Если во многих регионах дефицит удобрений и прежде был хронической бедой сельского хозяйства, то в XVIII веке с его отчаянным стремлением к повышению аграрного производства он стал настоящим тормозом. Вызванный этой проблемой поток инноваций в долгосрочной перспективе породил формы экономики, отошедшие от стратегий экологического баланса на основе региональных возобновимых ресурсов. Однако проводить прямую линию от аграрных реформ XVIII века к нашему времени было бы неверным. Еще и в XIX веке нововведения долгое время направлялись в основном на совершенствование устойчивости традиционного сельского хозяйства. Эксперт по сельскому хозяйству Герман Прибе, прошедший путь от консультанта Евросоюза до резкого критика аграрной политики Брюсселя, считает историю немецкого сельского хозяйства вплоть до Второй мировой войны «поучительным примером экологического развития». По его мнению, только в это время закончилась великая эпоха, покоившаяся на сознательно-устойчивом обращении с возобновимыми ресурсами (см. примеч. 24).
Для многих крестьян почва была своего рода живым существом. Отдавать удобрения за деньги, как говорили крестьяне из Гогенлоэ, «так же отвратительно, как отнимать у новорожденного младенца материнскую грудь». Задолго до Либиха было известно, что разные виды растений предъявляют различные требования к почвам. «Житель Брабанта обращается со своей землей, как со своей лошадью, – писал Шверц, – он требует от обеих постоянной работы, но за это соответственно кормит их и обихаживает». И Шверц, и Юнг, и другие аграрные реформаторы той эпохи, еще не ориентированной на применение машин, питали особую симпатию к мелкому крестьянину, который вдоль и поперек знает свою землю и старается улучшить ее «с достойной восхищения стойкостью». «Везде, где только можно проложить канавку для задержания смытой дождем взвеси, он ее проложит». Хотя добросовестные крестьяне использовали каждую пядь своей земли, но при этом далеко не так радикально боролись с «сорняками», как в XX веке, ведь это были травы, с которыми сельские хозяева провели вместе не одну сотню лет и знали за многими из них целебные свойства. Сорняки удаляли во время пахоты, и этим и ограничивались. «Теперь расти само», – говаривал крестьянин после посева. Только фламандцы пололи сорняки так рьяно, что во всей Фландрии Шверц увидел не больше васильков, чем за несколько дней у себя дома. Еще в XIX веке синий василек был излюбленным полевым цветком немцев, любимым цветком королевы Луизы, «прусской мадонны»[184]. В 1870 году, после победы во Франко-прусской войне, ее сын, Вильгельм I, возложил букет васильков к надгробному памятнику Луизы. Лишь гербициды, которые начали применять в 1950-х годах, покончили с васильками, и то – как кажется – не навсегда (см. примеч. 25).
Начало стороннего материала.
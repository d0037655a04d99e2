/// Training session records
///
/// A training optionally points at the scheduling event and at the account
/// that logged it (usually the coach).

use chrono::{DateTime, Utc};
use serde::{Deserialize, Serialize};
use sqlx::{PgPool, Postgres, QueryBuilder};

use super::pagination::{Page, PageRequest};
use crate::auth::authorization::RecordScope;

const TRAINING_COLUMNS: &str =
    "id, vendor_id, account_id, event_id, training_type, notes, created_at, updated_at";

#[derive(Debug, Clone, PartialEq, Serialize, Deserialize, sqlx::FromRow)]
pub struct Training {
    pub id: i64,
    pub vendor_id: i64,
    pub account_id: Option<i64>,
    pub event_id: Option<i64>,

    /// e.g. physical, technique, tactics
    pub training_type: String,

    pub notes: String,
    pub created_at: DateTime<Utc>,
    pub updated_at: DateTime<Utc>,
}

#[derive(Debug, Clone, Serialize, Deserialize)]
pub struct CreateTraining {
    pub vendor_id: i64,
    pub account_id: Option<i64>,
    pub event_id: Option<i64>,
    pub training_type: String,
    pub notes: String,
}

/// Scope plus optional academy filter, shared by the schedule listings
pub(crate) fn push_tenant_conditions(
    builder: &mut QueryBuilder<'_, Postgres>,
    scope: RecordScope,
    vendor_id: Option<i64>,
) {
    scope.push_filter(builder, "vendor_id", None);
    if let Some(vendor_id) = vendor_id {
        builder.push(" AND vendor_id = ").push_bind(vendor_id);
    }
}

impl Training {
    pub async fn create(pool: &PgPool, data: CreateTraining) -> Result<Self, sqlx::Error> {
        let sql = format!(
            r#"
            INSERT INTO trainings (vendor_id, account_id, event_id, training_type, notes)
            VALUES ($1, $2, $3, $4, $5)
            RETURNING {}
            "#,
            TRAINING_COLUMNS
        );

        sqlx::query_as::<_, Training>(&sql)
            .bind(data.vendor_id)
            .bind(data.account_id)
            .bind(data.event_id)
            .bind(data.training_type)
            .bind(data.notes)
            .fetch_one(pool)
            .await
    }

    /// Scoped listing, optionally narrowed to one academy
    pub async fn list(
        pool: &PgPool,
        scope: RecordScope,
        vendor_id: Option<i64>,
        page: PageRequest,
    ) -> Result<Page<Self>, sqlx::Error> {
        let mut count = QueryBuilder::<Postgres>::new("SELECT COUNT(*) FROM trainings WHERE TRUE");
        push_tenant_conditions(&mut count, scope, vendor_id);
        let total: i64 = count.build_query_scalar().fetch_one(pool).await?;

        let mut select = QueryBuilder::<Postgres>::new(format!(
            "SELECT {} FROM trainings WHERE TRUE",
            TRAINING_COLUMNS
        ));
        push_tenant_conditions(&mut select, scope, vendor_id);
        select
            .push(" ORDER BY created_at DESC, id DESC LIMIT ")
            .push_bind(page.limit)
            .push(" OFFSET ")
            .push_bind(page.offset());

        let items = select.build_query_as::<Training>().fetch_all(pool).await?;

        Ok(Page::new(items, total, page))
    }
}

#[cfg(test)]
mod tests {
    use super::*;

    #[test]
    fn test_tenant_conditions() {
        let mut builder = QueryBuilder::<Postgres>::new("SELECT COUNT(*) FROM trainings WHERE TRUE");
        push_tenant_conditions(&mut builder, RecordScope::All, Some(5));
        assert_eq!(builder.sql(), "SELECT COUNT(*) FROM trainings WHERE TRUE AND vendor_id = $1");

        let mut builder = QueryBuilder::<Postgres>::new("SELECT COUNT(*) FROM trainings WHERE TRUE");
        push_tenant_conditions(&mut builder, RecordScope::Tenant(2), None);
        assert_eq!(builder.sql(), "SELECT COUNT(*) FROM trainings WHERE TRUE AND vendor_id = $1");
    }
}
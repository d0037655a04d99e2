/// Extractors whose rejections use the API error envelope
///
/// Axum's own `Json`, `Query` and `Multipart` reject with plain-text bodies.
/// These wrappers turn the rejection into an [`ApiError`] instead.

use axum::{
    async_trait,
    extract::{FromRequest, FromRequestParts, Multipart, Request},
    http::request::Parts,
};
use serde_json::Value;

use crate::error::ApiError;

/// JSON object body
///
/// Only a top-level object is accepted. serde would otherwise bind a JSON
/// array to a struct's fields by position.
#[derive(Debug, Clone)]
pub struct AppJson<T>(pub T);

#[async_trait]
impl<T, S> FromRequest<S> for AppJson<T>
where
    T: serde::de::DeserializeOwned,
    S: Send + Sync,
{
    type Rejection = ApiError;

    async fn from_request(req: Request, state: &S) -> Result<Self, Self::Rejection> {
        let axum::Json(body) = axum::Json::<Value>::from_request(req, state).await?;
        from_object(body).map(AppJson)
    }
}

fn from_object<T: serde::de::DeserializeOwned>(body: Value) -> Result<T, ApiError> {
    if !body.is_object() {
        return Err(ApiError::BadRequest(
            "Request body must be a JSON object".to_string(),
        ));
    }

    serde_json::from_value(body).map_err(|e| {
        ApiError::BadRequest(format!(
            "Failed to deserialize the JSON body into the target type: {}",
            e
        ))
    })
}

/// Query string
#[derive(Debug, Clone)]
pub struct AppQuery<T>(pub T);

#[async_trait]
impl<T, S> FromRequestParts<S> for AppQuery<T>
where
    T: serde::de::DeserializeOwned,
    S: Send + Sync,
{
    type Rejection = ApiError;

    async fn from_request_parts(parts: &mut Parts, state: &S) -> Result<Self, Self::Rejection> {
        let axum::extract::Query(value) =
            axum::extract::Query::<T>::from_request_parts(parts, state).await?;
        Ok(AppQuery(value))
    }
}

/// `multipart/form-data` body
pub struct AppMultipart(pub Multipart);

#[async_trait]
impl<S> FromRequest<S> for AppMultipart
where
    S: Send + Sync,
{
    type Rejection = ApiError;

    async fn from_request(req: Request, state: &S) -> Result<Self, Self::Rejection> {
        let multipart = Multipart::from_request(req, state).await?;
        Ok(AppMultipart(multipart))
    }
}

#[cfg(test)]
mod tests {
    use super::*;
    use serde::Deserialize;
    use serde_json::json;

    #[derive(Debug, Deserialize)]
    struct Credentials {
        email: String,
        password: String,
    }

    #[test]
    fn test_object_body_accepted() {
        let creds: Credentials = from_object(json!({"email": "a@b.com", "password": "pw"})).unwrap();
        assert_eq!(creds.email, "a@b.com");
        assert_eq!(creds.password, "pw");
    }

    #[test]
    fn test_positional_array_rejected() {
        let result = from_object::<Credentials>(json!(["a@b.com", "pw"]));
        assert!(matches!(result, Err(ApiError::BadRequest(ref m)) if m.contains("JSON object")));
    }

    #[test]
    fn test_scalar_and_missing_fields_rejected() {
        assert!(matches!(
            from_object::<Credentials>(json!("a@b.com")),
            Err(ApiError::BadRequest(_))
        ));
        assert!(matches!(
            from_object::<Credentials>(json!({"email": "a@b.com"})),
            Err(ApiError::BadRequest(_))
        ));
    }
}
Тем не менее чистой экотопией реформированное сельское хозяйство безусловно не было. Либих был не совсем неправ, упрекая многих реформаторов в том, что они лишь вуалировали основную проблему и тем самым увеличивали опасность сверхэксплуатации почв в будущем. Основной проблемой он считал то, что в долгосрочной перспективе из почвы можно изымать не больше питательных веществ, чем в нее вносят. Навозный пантеизм по принципу «все удобряет все» – чего на самом деле как раз и не происходит – вполне годился для поддержания иллюзий неограниченного роста. Многие реформаторы хорошо осознавали и многообразие условий, и комплексность взаимодействий в почвах, однако из-за быстрого практического эффекта все-таки склонялись к уже зарекомендовавшим себя средствам одностороннего действия, таким как клевер, гипс или мергель. Либих справедливо указывал на то, что «каждое специальное удобрение неизбежно истощает поле». Даже с клевером можно переусердствовать, если его посадки становятся мономанией. Так случилось в Дании, где обширные обезлесенные земли страдали от песчаных наносов, и клевер применялся как мера борьбы с этим злом (см. примеч. 26).
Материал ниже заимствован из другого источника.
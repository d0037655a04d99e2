/// Authentication and authorization
///
/// # Modules
///
/// - [`password`]: Argon2id password hashing and verification
/// - [`jwt`]: HS256 access/refresh tokens
/// - [`middleware`]: bearer-token extraction for the request gate
/// - [`authorization`]: roles, capabilities and tenant scoping
/// - [`federated`]: Firebase ID token verification
/// - [`credentials`]: register, login, refresh and federated sign-in flows
///
/// # Security Features
///
/// - **Password Hashing**: Argon2id with 64 MB memory, 3 iterations
/// - **JWT Tokens**: HS256, 6 hour access tokens, 14 day refresh tokens, no leeway
/// - **Tenancy**: non-admin principals only ever see rows of their own academy
///
/// # Example
///
/// ```no_run
/// use academy_shared::auth::password::{hash_password, verify_password};
/// use academy_shared::auth::jwt::{issue_token_pair, validate_access_token};
///
/// # fn example() -> Result<(), Box<dyn std::error::Error>> {
/// let hash = hash_password("user_password")?;
/// assert!(verify_password("user_password", &hash)?);
///
/// let secret = "a-shared-secret-of-at-least-32-bytes!";
/// let pair = issue_token_pair(1, "a@b.com", secret)?;
/// let claims = validate_access_token(&pair.access_token, secret)?;
/// assert_eq!(claims.user_id, 1);
/// # Ok(())
/// # }
/// ```

pub mod password;
pub mod jwt;
pub mod middleware;
pub mod authorization;
pub mod federated;
pub mod credentials;
/// Federated sign-in through Firebase Authentication
///
/// Mobile clients sign in with Google via Firebase and send the resulting ID
/// token. [`FirebaseVerifier`] checks that token locally:
///
/// - RS256 signature against Google's published signing keys (JWKS)
/// - `aud` equals the Firebase project id
/// - `iss` equals `https://securetoken.google.com/<project id>`
/// - `exp` not passed
/// - `email_verified` is `true`
///
/// The key set is fetched over HTTPS and cached until its `Cache-Control:
/// max-age` runs out. An unknown `kid` triggers a refetch for key rotation,
/// but at most once per [`MIN_REFETCH_INTERVAL`]; inside that window tokens
/// with unknown key ids are rejected straight from the cache.
///
/// # Example
///
/// ```no_run
/// use academy_shared::auth::federated::{FirebaseVerifier, IdentityVerifier};
///
/// # async fn example(id_token: &str) -> Result<(), Box<dyn std::error::Error>> {
/// let verifier = FirebaseVerifier::from_credential_file("./firebase-service-account.json")?;
/// let profile = verifier.verify(id_token).await?;
/// println!("signed in as {}", profile.email);
/// # Ok(())
/// # }
/// ```

use std::path::Path;
use std::time::{Duration, Instant};

use async_trait::async_trait;
use jsonwebtoken::{decode, decode_header, jwk::{Jwk, JwkSet}, Algorithm, DecodingKey, Validation};
use serde::{Deserialize, Serialize};
use tokio::sync::RwLock;

/// Google's signing keys for Firebase ID tokens, as a JWK set
pub const FIREBASE_JWKS_URL: &str =
    "https://www.googleapis.com/service_accounts/v1/jwk/securetoken@system.gserviceaccount.com";

const DEFAULT_KEY_TTL: Duration = Duration::from_secs(3600);

/// Minimum time between two key fetches triggered by an unknown `kid`
pub const MIN_REFETCH_INTERVAL: Duration = Duration::from_secs(60);

/// Error type for federated identity verification
#[derive(Debug, thiserror::Error)]
pub enum FederatedError {
    /// Signature, audience, issuer or expiry check failed
    #[error("Invalid identity token: {0}")]
    InvalidToken(String),

    /// Token is valid but carries no email
    #[error("Identity token has no email")]
    MissingEmail,

    /// Provider has not verified the email
    #[error("Identity provider email is not verified")]
    UnverifiedEmail,

    /// Signing keys could not be fetched
    #[error("Failed to fetch identity provider keys: {0}")]
    KeyFetch(String),

    /// Provider credential missing or unreadable
    #[error("Identity provider misconfigured: {0}")]
    Config(String),
}

/// Identity extracted from a verified provider token
#[derive(Debug, Clone, PartialEq, Serialize, Deserialize)]
pub struct FederatedProfile {
    /// Provider user id (`sub`)
    pub uid: String,
    pub email: String,
    pub name: Option<String>,
    pub picture: Option<String>,
}

/// Verifies identity-provider tokens
#[async_trait]
pub trait IdentityVerifier: Send + Sync {
    async fn verify(&self, id_token: &str) -> Result<FederatedProfile, FederatedError>;
}

#[derive(Debug, Clone, Deserialize)]
struct FirebaseClaims {
    sub: String,
    email: Option<String>,
    email_verified: Option<bool>,
    name: Option<String>,
    picture: Option<String>,
}

#[derive(Debug, Deserialize)]
struct ServiceAccount {
    project_id: String,
}

struct CachedKeys {
    keys: JwkSet,
    fetched_at: Instant,
    expires_at: Instant,
}

impl CachedKeys {
    fn is_fresh(&self) -> bool {
        self.expires_at > Instant::now()
    }
}

/// Firebase ID token verifier with a cached JWKS
pub struct FirebaseVerifier {
    project_id: String,
    jwks_url: String,
    http: reqwest::Client,
    min_refetch_interval: Duration,
    cache: RwLock<Option<CachedKeys>>,
}

impl std::fmt::Debug for FirebaseVerifier {
    fn fmt(&self, f: &mut std::fmt::Formatter<'_>) -> std::fmt::Result {
        f.debug_struct("FirebaseVerifier")
            .field("project_id", &self.project_id)
            .field("jwks_url", &self.jwks_url)
            .finish()
    }
}

impl FirebaseVerifier {
    pub fn new(project_id: impl Into<String>) -> Self {
        Self {
            project_id: project_id.into(),
            jwks_url: FIREBASE_JWKS_URL.to_string(),
            http: reqwest::Client::new(),
            min_refetch_interval: MIN_REFETCH_INTERVAL,
            cache: RwLock::new(None),
        }
    }

    /// Reads the project id from a Firebase service-account JSON file
    pub fn from_credential_file(path: impl AsRef<Path>) -> Result<Self, FederatedError> {
        let path = path.as_ref();
        let raw = std::fs::read_to_string(path).map_err(|e| {
            FederatedError::Config(format!("cannot read {}: {}", path.display(), e))
        })?;

        let project_id = project_id_from_credential(&raw)?;

        Ok(Self::new(project_id))
    }

    /// Points key fetching at another JWKS endpoint
    pub fn with_jwks_url(mut self, url: impl Into<String>) -> Self {
        self.jwks_url = url.into();
        self
    }

    /// Overrides [`MIN_REFETCH_INTERVAL`]
    pub fn with_min_refetch_interval(mut self, interval: Duration) -> Self {
        self.min_refetch_interval = interval;
        self
    }

    pub fn project_id(&self) -> &str {
        &self.project_id
    }

    fn issuer(&self) -> String {
        format!("https://securetoken.google.com/{}", self.project_id)
    }

    async fn fetch_keys(&self) -> Result<CachedKeys, FederatedError> {
        let response = self
            .http
            .get(&self.jwks_url)
            .send()
            .await
            .and_then(|r| r.error_for_status())
            .map_err(|e| FederatedError::KeyFetch(e.to_string()))?;

        let ttl = response
            .headers()
            .get(reqwest::header::CACHE_CONTROL)
            .and_then(|v| v.to_str().ok())
            .and_then(parse_max_age)
            .unwrap_or(DEFAULT_KEY_TTL);

        let keys: JwkSet = response
            .json()
            .await
            .map_err(|e| FederatedError::KeyFetch(e.to_string()))?;

        tracing::debug!(keys = keys.keys.len(), ttl_secs = ttl.as_secs(), "Fetched identity provider keys");

        let now = Instant::now();
        Ok(CachedKeys {
            keys,
            fetched_at: now,
            expires_at: now + ttl,
        })
    }

    /// Decoding key for `kid`
    ///
    /// Refetches the key set when it is stale, or when `kid` is unknown and
    /// the last fetch is older than the refetch interval. Fetches are
    /// serialized behind the cache's write lock.
    async fn decoding_key(&self, kid: &str) -> Result<DecodingKey, FederatedError> {
        {
            let cache = self.cache.read().await;
            if let Some(cached) = cache.as_ref().filter(|c| c.is_fresh()) {
                if let Some(jwk) = cached.keys.find(kid) {
                    return key_from_jwk(jwk);
                }
                if cached.fetched_at.elapsed() < self.min_refetch_interval {
                    return Err(unknown_kid(kid));
                }
            }
        }

        let mut cache = self.cache.write().await;

        // Another request may have refreshed the keys while we waited
        if let Some(cached) = cache.as_ref().filter(|c| c.is_fresh()) {
            if let Some(jwk) = cached.keys.find(kid) {
                return key_from_jwk(jwk);
            }
            if cached.fetched_at.elapsed() < self.min_refetch_interval {
                return Err(unknown_kid(kid));
            }
        }

        let fresh = self.fetch_keys().await?;
        let key = fresh.keys.find(kid).map(key_from_jwk).transpose()?;
        *cache = Some(fresh);

        key.ok_or_else(|| unknown_kid(kid))
    }
}

fn key_from_jwk(jwk: &Jwk) -> Result<DecodingKey, FederatedError> {
    DecodingKey::from_jwk(jwk).map_err(|e| FederatedError::InvalidToken(e.to_string()))
}

fn unknown_kid(kid: &str) -> FederatedError {
    FederatedError::InvalidToken(format!("unknown key id {}", kid))
}

#[async_trait]
impl IdentityVerifier for FirebaseVerifier {
    async fn verify(&self, id_token: &str) -> Result<FederatedProfile, FederatedError> {
        let header =
            decode_header(id_token).map_err(|e| FederatedError::InvalidToken(e.to_string()))?;

        if header.alg != Algorithm::RS256 {
            return Err(FederatedError::InvalidToken(format!(
                "unexpected algorithm {:?}",
                header.alg
            )));
        }

        let kid = header
            .kid
            .ok_or_else(|| FederatedError::InvalidToken("missing key id".to_string()))?;

        let key = self.decoding_key(&kid).await?;

        let mut validation = Validation::new(Algorithm::RS256);
        validation.set_audience(&[self.project_id.as_str()]);
        validation.set_issuer(&[self.issuer()]);
        validation.set_required_spec_claims(&["exp", "aud", "iss", "sub"]);

        let claims = decode::<FirebaseClaims>(id_token, &key, &validation)
            .map_err(|e| FederatedError::InvalidToken(e.to_string()))?
            .claims;

        let email = claims
            .email
            .filter(|e| !e.is_empty())
            .ok_or(FederatedError::MissingEmail)?;

        if claims.email_verified != Some(true) {
            return Err(FederatedError::UnverifiedEmail);
        }

        Ok(FederatedProfile {
            uid: claims.sub,
            email,
            name: claims.name,
            picture: claims.picture,
        })
    }
}

/// Extracts `project_id` from service-account JSON
pub fn project_id_from_credential(raw: &str) -> Result<String, FederatedError> {
    let account: ServiceAccount = serde_json::from_str(raw)
        .map_err(|e| FederatedError::Config(format!("invalid service account JSON: {}", e)))?;

    if account.project_id.is_empty() {
        return Err(FederatedError::Config("empty project_id".to_string()));
    }

    Ok(account.project_id)
}

/// Parses `max-age` out of a `Cache-Control` header value
pub fn parse_max_age(cache_control: &str) -> Option<Duration> {
    cache_control
        .split(',')
        .filter_map(|directive| directive.trim().strip_prefix("max-age="))
        .find_map(|secs| secs.trim().parse::<u64>().ok())
        .map(Duration::from_secs)
}

#[cfg(test)]
mod tests {
    use super::*;

    #[test]
    fn test_parse_max_age() {
        assert_eq!(
            parse_max_age("public, max-age=19204, must-revalidate, no-transform"),
            Some(Duration::from_secs(19204))
        );
        assert_eq!(parse_max_age("no-cache"), None);
        assert_eq!(parse_max_age("max-age=abc"), None);
    }

    #[test]
    fn test_project_id_from_credential() {
        let raw = r#"{"type": "service_account", "project_id": "academy-prod", "client_email": "x@y"}"#;
        assert_eq!(project_id_from_credential(raw).unwrap(), "academy-prod");

        assert!(matches!(
            project_id_from_credential("{}"),
            Err(FederatedError::Config(_))
        ));
        assert!(matches!(
            project_id_from_credential(r#"{"project_id": ""}"#),
            Err(FederatedError::Config(_))
        ));
    }

    #[test]
    fn test_from_missing_credential_file() {
        let result = FirebaseVerifier::from_credential_file("/nonexistent/firebase.json");
        assert!(matches!(result, Err(FederatedError::Config(_))));
    }

    #[test]
    fn test_issuer() {
        let verifier = FirebaseVerifier::new("academy-prod");
        assert_eq!(verifier.issuer(), "https://securetoken.google.com/academy-prod");
    }

    #[tokio::test]
    async fn test_malformed_token_rejected_without_fetching_keys() {
        let verifier = FirebaseVerifier::new("academy-prod").with_jwks_url("http://127.0.0.1:9/keys");

        let result = verifier.verify("definitely-not-a-jwt").await;
        assert!(matches!(result, Err(FederatedError::InvalidToken(_))));
    }

    #[tokio::test]
    async fn test_hs256_token_rejected() {
        use crate::auth::jwt::issue_token_pair;

        let pair = issue_token_pair(1, "a@b.com", "test-secret-key-at-least-32-bytes-long").unwrap();
        let verifier = FirebaseVerifier::new("academy-prod").with_jwks_url("http://127.0.0.1:9/keys");

        let result = verifier.verify(&pair.access_token).await;
        assert!(matches!(result, Err(FederatedError::InvalidToken(_))));
    }
}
Однако на практике ненасытная жажда удобрений удовлетворялась прежде всего за счет лесов, ведь большинству энтузиастов-аграриев их судьба была безразлична. Стойловое содержание требовало больше лесного опада, а для экологии лесов использование опада было еще страшнее, чем рубка деревьев. «Апостол гипса» Майер утверждал, что его крестьяне, если бы только смогли, «спилили бы все лапы» у пихт и елей «и постелили бы их в своих хлевах» (см. примеч. 27).
Тщательно продуманные реформаторами севообороты перечеркнула конъюнктура рынка. На заре индустриализации был велик спрос на лен. Тем, кто прежде не выращивал его, пришлось на собственном опыте убедиться, что лен «несовместим с самим собой как предшествующей культурой», и что на одном и том же поле его можно выращивать, как правило, лишь один раз в 7 лет. Правда, выращивание льна способствовало, таким образом, севообороту и поликультуре. Сахарную свеклу, сделавшую на немецких полях XIX века самую головокружительную карьеру, также можно было вводить в структуру севооборота. Однако ее сажали непрерывно, и посадки сахарной свеклы стали классическим полигоном для испытаний минеральных удобрений, от суперфосфата до калия. Самой яркой новацией того времени во многих регионах был картофель, который добавил калорий в крестьянское меню, но вместе с тем повлек за собой рост численности населения, введение монокультуры, уязвимой для вредителей, и освоение последних резервов земли, что внесло заметную лепту в экологическую дестабилизацию сельского хозяйства. Однако вместе картофель и лен составляли хороший севооборот (см. примеч. 28).